From first line to last, output the records below exactly.

Stored items:
= = =

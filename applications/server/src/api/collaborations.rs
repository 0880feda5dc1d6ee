/// Collaborations API routes
use crate::{error::Result, middleware::AuthenticatedUser, state::AppState};
use axum::{extract::State, http::StatusCode, Json};
use openmusic_core::{PlaylistId, UserId};
use serde::Deserialize;
use serde_json::json;

#[derive(Debug, Deserialize)]
#[serde(rename_all = "camelCase")]
pub struct CollaborationRequest {
    pub playlist_id: String,
    pub user_id: String,
}

/// POST /api/collaborations
/// Owner grants `userId` collaborator rights
pub async fn add_collaborator(
    State(app_state): State<AppState>,
    auth: AuthenticatedUser,
    Json(req): Json<CollaborationRequest>,
) -> Result<(StatusCode, Json<serde_json::Value>)> {
    let id = app_state
        .collaborations
        .add_collaborator(
            &PlaylistId::new(req.playlist_id),
            &UserId::new(req.user_id),
            auth.user_id(),
        )
        .await?;
    Ok((StatusCode::CREATED, Json(json!({ "collaborationId": id }))))
}

/// DELETE /api/collaborations
pub async fn remove_collaborator(
    State(app_state): State<AppState>,
    auth: AuthenticatedUser,
    Json(req): Json<CollaborationRequest>,
) -> Result<Json<serde_json::Value>> {
    let id = app_state
        .collaborations
        .remove_collaborator(
            &PlaylistId::new(req.playlist_id),
            &UserId::new(req.user_id),
            auth.user_id(),
        )
        .await?;
    Ok(Json(json!({ "collaborationId": id })))
}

= = =

# THE COMPLETED TASK:
filename applications/server/src/api/collaborations.rs
repository 0880feda5dc1d6ee
/// Collaborations API routes
use crate::{error::Result, middleware::AuthenticatedUser, state::AppState};
use axum::{extract::State, http::StatusCode, Json};
use openmusic_core::{PlaylistId, UserId};
use serde::Deserialize;
use serde_json::json;

#[derive(Debug, Deserialize)]
#[serde(rename_all = "camelCase")]
pub struct CollaborationRequest {
    pub playlist_id: String,
    pub user_id: String,
}

/// POST /api/collaborations
/// Owner grants `userId` collaborator rights
pub async fn add_collaborator(
    State(app_state): State<AppState>,
    auth: AuthenticatedUser,
    Json(req): Json<CollaborationRequest>,
) -> Result<(StatusCode, Json<serde_json::Value>)> {
    let id = app_state
        .collaborations
        .add_collaborator(
            &PlaylistId::new(req.playlist_id),
            &UserId::new(req.user_id),
            auth.user_id(),
        )
        .await?;
    Ok((StatusCode::CREATED, Json(json!({ "collaborationId": id }))))
}

/// DELETE /api/collaborations
pub async fn remove_collaborator(
    State(app_state): State<AppState>,
    auth: AuthenticatedUser,
    Json(req): Json<CollaborationRequest>,
) -> Result<Json<serde_json::Value>> {
    let id = app_state
        .collaborations
        .remove_collaborator(
            &PlaylistId::new(req.playlist_id),
            &UserId::new(req.user_id),
            auth.user_id(),
        )
        .await?;
    Ok(Json(json!({ "collaborationId": id })))
}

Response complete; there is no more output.